[Data for this task]:

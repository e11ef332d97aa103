use std::fmt;
use std::sync::Arc;
use std::sync::Mutex;
use std::sync::atomic::AtomicBool;
use std::sync::atomic::Ordering;

use uuid::Uuid;

use crate::service::Service;
use crate::service::ServiceKind;

/// A persisted accessory identity.
///
/// Exactly one record exists per UUID; the UUID is derived deterministically
/// from the component's display name so records survive process restarts.
/// Reachability is a plain flag driven by the owning device connection.
pub struct Accessory {
    uuid: Uuid,
    name: String,
    reachable: AtomicBool,
    services: Mutex<Vec<Arc<Service>>>,
}

impl Accessory {
    pub fn new(name: impl Into<String>, uuid: Uuid) -> Arc<Self> {
        Arc::new(Self {
            uuid,
            name: name.into(),
            reachable: AtomicBool::new(false),
            services: Mutex::new(Vec::new()),
        })
    }

    pub fn uuid(&self) -> Uuid {
        self.uuid
    }

    pub fn name(&self) -> &str {
        &self.name
    }

    pub fn reachable(&self) -> bool {
        self.reachable.load(Ordering::SeqCst)
    }

    pub fn set_reachable(&self, reachable: bool) {
        self.reachable.store(reachable, Ordering::SeqCst);
    }

    /// Get or create a service by kind and name.
    ///
    /// The name disambiguates sibling services of the same kind on one
    /// accessory (effect switches, momentary cover switches).
    pub fn service(&self, kind: ServiceKind, name: &str) -> Arc<Service> {
        let mut services = self.services.lock().unwrap();
        if let Some(existing) = services
            .iter()
            .find(|s| s.kind() == kind && s.name() == name)
        {
            return existing.clone();
        }
        let created = Arc::new(Service::new(kind, name));
        services.push(created.clone());
        created
    }

    /// Look up the first service of a kind, if wired.
    pub fn find_service(&self, kind: ServiceKind) -> Option<Arc<Service>> {
        self.services
            .lock()
            .unwrap()
            .iter()
            .find(|s| s.kind() == kind)
            .cloned()
    }

    /// Snapshot of all wired services.
    pub fn services(&self) -> Vec<Arc<Service>> {
        self.services.lock().unwrap().clone()
    }
}

impl fmt::Debug for Accessory {
    fn fmt(&self, f: &mut fmt::Formatter<'_>) -> fmt::Result {
        f.debug_struct("Accessory")
            .field("uuid", &self.uuid)
            .field("name", &self.name)
            .field("reachable", &self.reachable())
            .finish()
    }
}

#[cfg(test)]
mod tests {
    use super::*;
    use crate::ident::accessory_uuid;

    #[test]
    fn test_service_get_or_create_by_kind_and_name() {
        let accessory = Accessory::new("Living Room", accessory_uuid("Living Room"));
        let open = accessory.service(ServiceKind::Switch, "Living Room Open");
        let close = accessory.service(ServiceKind::Switch, "Living Room Close");
        let open_again = accessory.service(ServiceKind::Switch, "Living Room Open");

        assert!(Arc::ptr_eq(&open, &open_again));
        assert!(!Arc::ptr_eq(&open, &close));
        assert_eq!(accessory.services().len(), 2);
    }

    #[test]
    fn test_reachable_flag() {
        let accessory = Accessory::new("Sensor", accessory_uuid("Sensor"));
        assert!(!accessory.reachable());
        accessory.set_reachable(true);
        assert!(accessory.reachable());
    }
}
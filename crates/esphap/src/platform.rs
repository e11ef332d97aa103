//! The bridge platform: device connection orchestration and the accessory
//! identity/cache layer.
//!
//! The platform owns one [`DeviceConnection`] per configured or discovered
//! device, resolves every announced component to a stable accessory record
//! keyed by its name-derived UUID, applies the exclusion list, dispatches
//! to the capability translators, and binds each record's reachable flag to
//! the owning connection. All component processing happens on one event
//! loop; the accessory map is keyed by UUID so resolution never invalidates
//! iteration elsewhere.

use std::collections::HashMap;
use std::collections::HashSet;
use std::sync::Arc;
use std::sync::Mutex as StdMutex;

use esphap_hap::Accessory;
use esphap_hap::AccessoryRegistry;
use esphap_hap::accessory_uuid;
use tokio::sync::Mutex;
use tokio::sync::mpsc;
use tracing::debug;
use tracing::error;
use tracing::info;
use tracing::warn;
use uuid::Uuid;

use crate::accessories;
use crate::config::Config;
use crate::config::DeviceEntry;
use crate::discovery;
use crate::esphome::MqttApiClient;
use crate::esphome::client::ApiClient;
use crate::esphome::component::Component;
use crate::esphome::connection::DeviceConnection;

/// Capacity for the connection-to-platform component channel.
/// Provides backpressure when devices announce faster than translation.
const COMPONENT_CHANNEL_SIZE: usize = 64;

pub struct Platform {
    config: Config,
    registry: Arc<dyn AccessoryRegistry>,
    blacklist: HashSet<String>,
    accessories: StdMutex<HashMap<Uuid, Arc<Accessory>>>,
    connections: Mutex<Vec<DeviceConnection>>,
    components_tx: mpsc::Sender<Component>,
    components_rx: Mutex<mpsc::Receiver<Component>>,
}

impl Platform {
    pub fn new(config: Config, registry: Arc<dyn AccessoryRegistry>) -> Self {
        let blacklist = config.blacklist.iter().cloned().collect();
        let (components_tx, components_rx) = mpsc::channel(COMPONENT_CHANNEL_SIZE);
        Self {
            config,
            registry,
            blacklist,
            accessories: StdMutex::new(HashMap::new()),
            connections: Mutex::new(Vec::new()),
            components_tx,
            components_rx: Mutex::new(components_rx),
        }
    }

    /// Restore a cached accessory record handed back by the platform's
    /// persistence layer.
    ///
    /// Blacklisted records are unregistered instead of restored; everything
    /// else starts unreachable until its device connection confirms.
    pub fn configure_cached_accessory(&self, accessory: Arc<Accessory>) {
        if self.blacklist.contains(accessory.name()) {
            self.registry.unregister(&accessory);
            debug!(
                "unregistered cached accessory {} because it is blacklisted",
                accessory.name()
            );
            return;
        }
        accessory.set_reachable(false);
        debug!("restored cached accessory {}", accessory.name());
        self.accessories
            .lock()
            .unwrap()
            .insert(accessory.uuid(), accessory);
    }

    /// Start a connection for one device endpoint.
    pub async fn attach_device(&self, entry: DeviceEntry, client: Box<dyn ApiClient>) {
        let retry = entry.retry(self.config.retry_interval);
        info!("starting connection to {}", entry.host);
        let connection =
            DeviceConnection::spawn(entry.host, retry, client, self.components_tx.clone());
        self.connections.lock().await.push(connection);
    }

    /// Merge static config with discovery results, then start one
    /// connection per device.
    async fn start_devices(&self) {
        let devices = if self.config.discovery.enabled {
            let discovered = discovery::discover(self.config.discovery.timeout()).await;
            discovery::merge(&self.config.devices, discovered)
        } else {
            self.config.devices.clone()
        };

        if devices.is_empty() {
            error!(
                "no devices configured and none discovered; \
                 the bridge will not provide any accessories"
            );
        }

        for entry in devices {
            let client = match MqttApiClient::new(&entry) {
                Ok(client) => client,
                Err(e) => {
                    error!("failed to create a client for {}: {}", entry.host, e);
                    continue;
                }
            };
            self.attach_device(entry, Box::new(client)).await;
        }
    }

    /// Run the platform: start the devices, then resolve and translate
    /// components as connections announce them.
    pub async fn run(self: Arc<Self>) {
        self.start_devices().await;

        let mut components = self.components_rx.lock().await;
        while let Some(component) = components.recv().await {
            self.attach_component(component);
        }
    }

    /// Close every device connection and release their subscriptions.
    pub async fn shutdown(&self) {
        let mut connections = self.connections.lock().await;
        for connection in connections.iter_mut() {
            connection.shutdown().await;
        }
        connections.clear();
        info!("platform shutdown complete");
    }

    /// Snapshot of resolved accessory records.
    pub fn accessories(&self) -> Vec<Arc<Accessory>> {
        self.accessories.lock().unwrap().values().cloned().collect()
    }

    fn drop_stale(&self, uuid: Uuid) {
        let removed = self.accessories.lock().unwrap().remove(&uuid);
        if let Some(accessory) = removed {
            self.registry.unregister(&accessory);
        }
    }

    /// Look up the record for a component name, or allocate a fresh one.
    /// Fresh records are not stored until translation succeeds.
    fn resolve(&self, name: &str) -> (Arc<Accessory>, bool) {
        let uuid = accessory_uuid(name);
        if let Some(existing) = self.accessories.lock().unwrap().get(&uuid) {
            return (existing.clone(), false);
        }
        debug!("{} must be a new accessory", name);
        (Accessory::new(name, uuid), true)
    }

    pub(crate) fn attach_component(&self, component: Component) {
        let name = component.info.name.clone();
        let kind = component.info.kind;

        if self.blacklist.contains(&name) {
            debug!("skipping blacklisted component {}", name);
            self.drop_stale(accessory_uuid(&name));
            return;
        }

        let Some(translator) = accessories::lookup(kind) else {
            info!("{} ({}) is currently not supported; skipping", name, kind);
            self.drop_stale(accessory_uuid(&name));
            return;
        };

        let (accessory, is_new) = self.resolve(&name);

        if !translator(&component, &accessory) {
            warn!("{} could not be mapped to an accessory", name);
            if !is_new {
                self.drop_stale(accessory.uuid());
            }
            return;
        }

        // Bind the record's reachable flag to the owning connection for the
        // rest of the process lifetime.
        let mut reachability = component.reachability();
        let bound = accessory.clone();
        tokio::spawn(async move {
            loop {
                bound.set_reachable(*reachability.borrow_and_update());
                if reachability.changed().await.is_err() {
                    bound.set_reachable(false);
                    break;
                }
            }
        });

        if is_new {
            self.accessories
                .lock()
                .unwrap()
                .insert(accessory.uuid(), accessory.clone());
            self.registry.register(&accessory);
            info!("{} discovered and set up", name);
        } else {
            debug!("{} rewired to its cached accessory", name);
        }
    }
}

#[cfg(test)]
mod tests {
    use std::time::Duration;

    use esphap_hap::LocalRegistry;
    use tokio::sync::watch;
    use tokio::time::sleep;

    use super::*;
    use crate::accessories::testutil;
    use crate::esphome::client::ClientEvent;
    use crate::esphome::client::MockApiClient;
    use crate::esphome::component::BinarySensorConfig;
    use crate::esphome::component::ComponentConfig;
    use crate::esphome::component::ComponentKind;

    fn platform_with(config: Config) -> (Arc<Platform>, Arc<LocalRegistry>) {
        let registry = Arc::new(LocalRegistry::new("esphap", "esphome"));
        let platform = Arc::new(Platform::new(config, registry.clone()));
        (platform, registry)
    }

    fn switch_component(name: &str) -> Component {
        let info = testutil::info(1, name, ComponentKind::Switch, ComponentConfig::Switch);
        testutil::component(info).0
    }

    #[tokio::test(start_paused = true)]
    async fn test_repeat_resolution_reuses_the_record() {
        let (platform, registry) = platform_with(Config::default());

        platform.attach_component(switch_component("Plug"));
        platform.attach_component(switch_component("Plug"));

        assert_eq!(platform.accessories().len(), 1);
        assert_eq!(registry.accessories().len(), 1);
        assert_eq!(
            registry.accessories()[0].uuid(),
            accessory_uuid("Plug")
        );
    }

    #[tokio::test(start_paused = true)]
    async fn test_blacklisted_component_is_never_registered() {
        let config = Config {
            blacklist: vec!["Plug".to_string()],
            ..Config::default()
        };
        let (platform, registry) = platform_with(config);

        // A stale cached record exists from an earlier run.
        let cached = Accessory::new("Plug", accessory_uuid("Plug"));
        platform.configure_cached_accessory(cached);
        assert_eq!(registry.removed().len(), 1);

        platform.attach_component(switch_component("Plug"));
        assert!(registry.accessories().is_empty());
        assert!(platform.accessories().is_empty());
        // Unregistered exactly once.
        assert_eq!(registry.removed().len(), 1);
    }

    #[tokio::test(start_paused = true)]
    async fn test_cached_accessory_restores_unreachable() {
        let (platform, _registry) = platform_with(Config::default());

        let cached = Accessory::new("Plug", accessory_uuid("Plug"));
        cached.set_reachable(true);
        platform.configure_cached_accessory(cached.clone());

        assert!(!cached.reachable());
        assert_eq!(platform.accessories().len(), 1);
    }

    #[tokio::test(start_paused = true)]
    async fn test_failed_translation_discards_fresh_record() {
        let (platform, registry) = platform_with(Config::default());

        let info = testutil::info(
            1,
            "Pin",
            ComponentKind::BinarySensor,
            ComponentConfig::BinarySensor(BinarySensorConfig { device_class: None }),
        );
        platform.attach_component(testutil::component(info).0);

        assert!(registry.accessories().is_empty());
        assert!(registry.removed().is_empty());
        assert!(platform.accessories().is_empty());
    }

    #[tokio::test(start_paused = true)]
    async fn test_failed_translation_unregisters_cached_record() {
        let (platform, registry) = platform_with(Config::default());

        let cached = Accessory::new("Pin", accessory_uuid("Pin"));
        platform.configure_cached_accessory(cached);

        let info = testutil::info(
            1,
            "Pin",
            ComponentKind::BinarySensor,
            ComponentConfig::BinarySensor(BinarySensorConfig { device_class: None }),
        );
        platform.attach_component(testutil::component(info).0);

        assert!(registry.accessories().is_empty());
        assert_eq!(registry.removed(), vec![accessory_uuid("Pin")]);
    }

    #[tokio::test(start_paused = true)]
    async fn test_unsupported_kind_is_skipped() {
        let (platform, registry) = platform_with(Config::default());

        let info = testutil::info(
            1,
            "Version",
            ComponentKind::TextSensor,
            ComponentConfig::TextSensor,
        );
        platform.attach_component(testutil::component(info).0);

        assert!(registry.accessories().is_empty());
        assert!(platform.accessories().is_empty());
    }

    #[tokio::test(start_paused = true)]
    async fn test_reachability_binds_to_connection_signal() {
        let (platform, _registry) = platform_with(Config::default());

        let info = testutil::info(1, "Plug", ComponentKind::Switch, ComponentConfig::Switch);
        let (state_tx, state_rx) = watch::channel(None);
        let (command_tx, _command_rx) = tokio::sync::mpsc::unbounded_channel();
        let (reachable_tx, reachable_rx) = watch::channel(true);
        let component = Component::new(info, state_rx, command_tx, reachable_rx);
        let _state_tx = state_tx;

        platform.attach_component(component);
        sleep(Duration::from_millis(10)).await;

        let accessory = &platform.accessories()[0];
        assert!(accessory.reachable());

        reachable_tx.send_replace(false);
        sleep(Duration::from_millis(10)).await;
        assert!(!accessory.reachable());
    }

    #[tokio::test(start_paused = true)]
    async fn test_end_to_end_discovery_to_registration() {
        let (platform, registry) = platform_with(Config::default());

        let (client, handle) = MockApiClient::new();
        platform
            .attach_device(DeviceEntry::for_host("device.local"), Box::new(client))
            .await;

        let runner = tokio::spawn(platform.clone().run());

        handle
            .events
            .send(ClientEvent::EntityDiscovered(testutil::info(
                1,
                "Plug",
                ComponentKind::Switch,
                ComponentConfig::Switch,
            )))
            .unwrap();
        sleep(Duration::from_millis(50)).await;

        assert_eq!(registry.accessories().len(), 1);
        assert_eq!(registry.accessories()[0].name(), "Plug");

        platform.shutdown().await;
        runner.abort();
    }
}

[Activity]: Set down, exactly as they appear above, all lines from the one that has "self.attach_device(entry, Box::new(client)).await;" down to the one that has "for connection in", including those two and no others.

[Response box]:
            self.attach_device(entry, Box::new(client)).await;
        }
    }

    /// Run the platform: start the devices, then resolve and translate
    /// components as connections announce them.
    pub async fn run(self: Arc<Self>) {
        self.start_devices().await;

        let mut components = self.components_rx.lock().await;
        while let Some(component) = components.recv().await {
            self.attach_component(component);
        }
    }

    /// Close every device connection and release their subscriptions.
    pub async fn shutdown(&self) {
        let mut connections = self.connections.lock().await;
        for connection in connections.iter_mut() {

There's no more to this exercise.